A search of the English literature did not yield previous reports of a syndrome with the combination of abnormalities seen in our patient. The cochlear malformation observed in our patient is a form of Mondini deformity that is associated with sensorineural hearing loss in Pendred syndrome, but is more often seen as an isolated abnormality. Although similar abnormalities have been described in WS (e.g., [Oysu et al., 2001], most of these patients do not have macroscopic inner ear malformations that are visualized by CT or MR imaging. There is one report of a man with similar sinus abnormalities discovered during evaluation of sinusitis symptoms [Haktanir et al., 2005]. No other description of the patient was provided beyond the statement that “no skeletal, systemic or hematological abnormality was detected on clinical and laboratory examinations.”

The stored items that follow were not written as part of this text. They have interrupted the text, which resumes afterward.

use crate::entity::{ArchetypeId, ComponentId, EntityId};
use crate::error::Result;
use crate::signature::Signature;
use crate::{Component, EntityStore};

/// An immutable entry of an existing entity in an [`EntityStore`].
/// Provides convenient access to entity components.
pub struct Entry<'a> {
    pub(crate) store: &'a EntityStore,
    pub(crate) entity: EntityId,
}

impl<'a> Entry<'a> {
    /// Returns underlying entity.
    pub fn entity(&self) -> EntityId {
        self.entity
    }

    /// Returns the components the entity holds.
    pub fn signature(&self) -> &'a Signature {
        self.store
            .signature(self.entity)
            .unwrap_or(&Signature::EMPTY)
    }

    pub fn has(&self, id: ComponentId) -> bool {
        self.store.has_component(self.entity, id)
    }

    /// Returns a reference to the component `C` of the entity.
    pub fn get<C: Component>(&self) -> Option<&'a C> {
        self.store.get(self.entity)
    }

    /// Returns the bytes of the component `id` of the entity.
    pub fn bytes(&self, id: ComponentId) -> Option<&'a [u8]> {
        self.store.get_bytes(self.entity, id)
    }
}

/// A mutable entry of an existing entity in an [`EntityStore`].
pub struct EntryMut<'a> {
    pub(crate) store: &'a mut EntityStore,
    pub(crate) entity: EntityId,
}

impl EntryMut<'_> {
    /// Returns underlying entity.
    pub fn entity(&self) -> EntityId {
        self.entity
    }

    pub fn signature(&self) -> &Signature {
        self.store
            .signature(self.entity)
            .unwrap_or(&Signature::EMPTY)
    }

    pub fn has(&self, id: ComponentId) -> bool {
        self.store.has_component(self.entity, id)
    }

    /// Returns a reference to the component `C` of the entity.
    pub fn get<C: Component>(&self) -> Option<&C> {
        self.store.get(self.entity)
    }

    /// Returns a mutable reference to the component `C` of the entity.
    pub fn get_mut<C: Component>(&mut self) -> Option<&mut C> {
        self.store.get_mut(self.entity)
    }

    pub fn bytes_mut(&mut self, id: ComponentId) -> Option<&mut [u8]> {
        self.store.get_bytes_mut(self.entity, id)
    }

    pub fn set(&mut self, id: ComponentId, data: &[u8]) -> Result<bool> {
        self.store.set(self.entity, id, data)
    }

    /// Adds `value` as the component `C`, replacing any previous value.
    pub fn insert<C: Component>(&mut self, value: C) -> Result<ArchetypeId> {
        self.store.insert(self.entity, value)
    }

    pub fn add(&mut self, ids: &[ComponentId]) -> Result<ArchetypeId> {
        self.store.add(self.entity, ids)
    }

    pub fn remove(&mut self, ids: &[ComponentId]) -> Result<ArchetypeId> {
        self.store.remove(self.entity, ids)
    }
}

As is increasingly found for heterogeneous disorders in general, categorization on the basis of molecular etiology will likely be more useful than eponymous terminology or grouping by clinical features. For example, different PAX3 mutations in the paired box domain have been identified in the previously reported CDHS family [Asher et al., 1996] and in families with WS type 3 [Tekin et al., 2001]. Our patient does not carry these particular mutations or another coding or splice site sequence alteration in PAX3. Point mutations have been identified in more than 90% of people with WS type 1 or WS type 3 [DeStefano et al., 1998; Hoth et al., 1993], but a recent study found whole or partial PAX3 gene deletions in approximately 10% of affected individuals [Milunsky et al., 2007]. Partial or full SOX10 deletions have also been identified in WS types 2 and 4 [Bondurand et al., 2007]. The presence of heterozygosity for a PAX3 polymorphism rules out a full gene deletion, but a partial deletion remains a possible disease mechanism in our patient. PAX3 cDNA could be examined to look for deletion of several exons or abnormal splice forms and a copy number variation might be detected by array technology.
The pathway of melanocyte formation and differentiation is slowly being unveiled through mouse models and genetic syndromes. The majority of known dominant mutations that cause WS occur in one of four transcription factors: SOX10, PAX3, MITF and SNAI2 [Cook et al., 2005; Potterf et al., 2000]. In addition, mutations in either EDN3 or EDNRB may have dominant or recessive inheritance. SOX10 and PAX3 may activate MITF separately or in synergy [Bondurand et al., 2000; Cook et al., 2005; Potterf et al., 2000]. Downstream targets of MITF include SNAII2 among other genes. It is possible that a different gene in these pathways is responsible for the syndrome in our patient. Identification and further studies of the causative gene will explain the constellation of abnormalities affecting the function of the ear, facial abnormalities, and abnormal sinus development.
We are grateful to the patient whose intellectual curiosity about her disorder was the impetus for this study. This research was supported in part by a training grant to AG (NIH 5T32GM007454).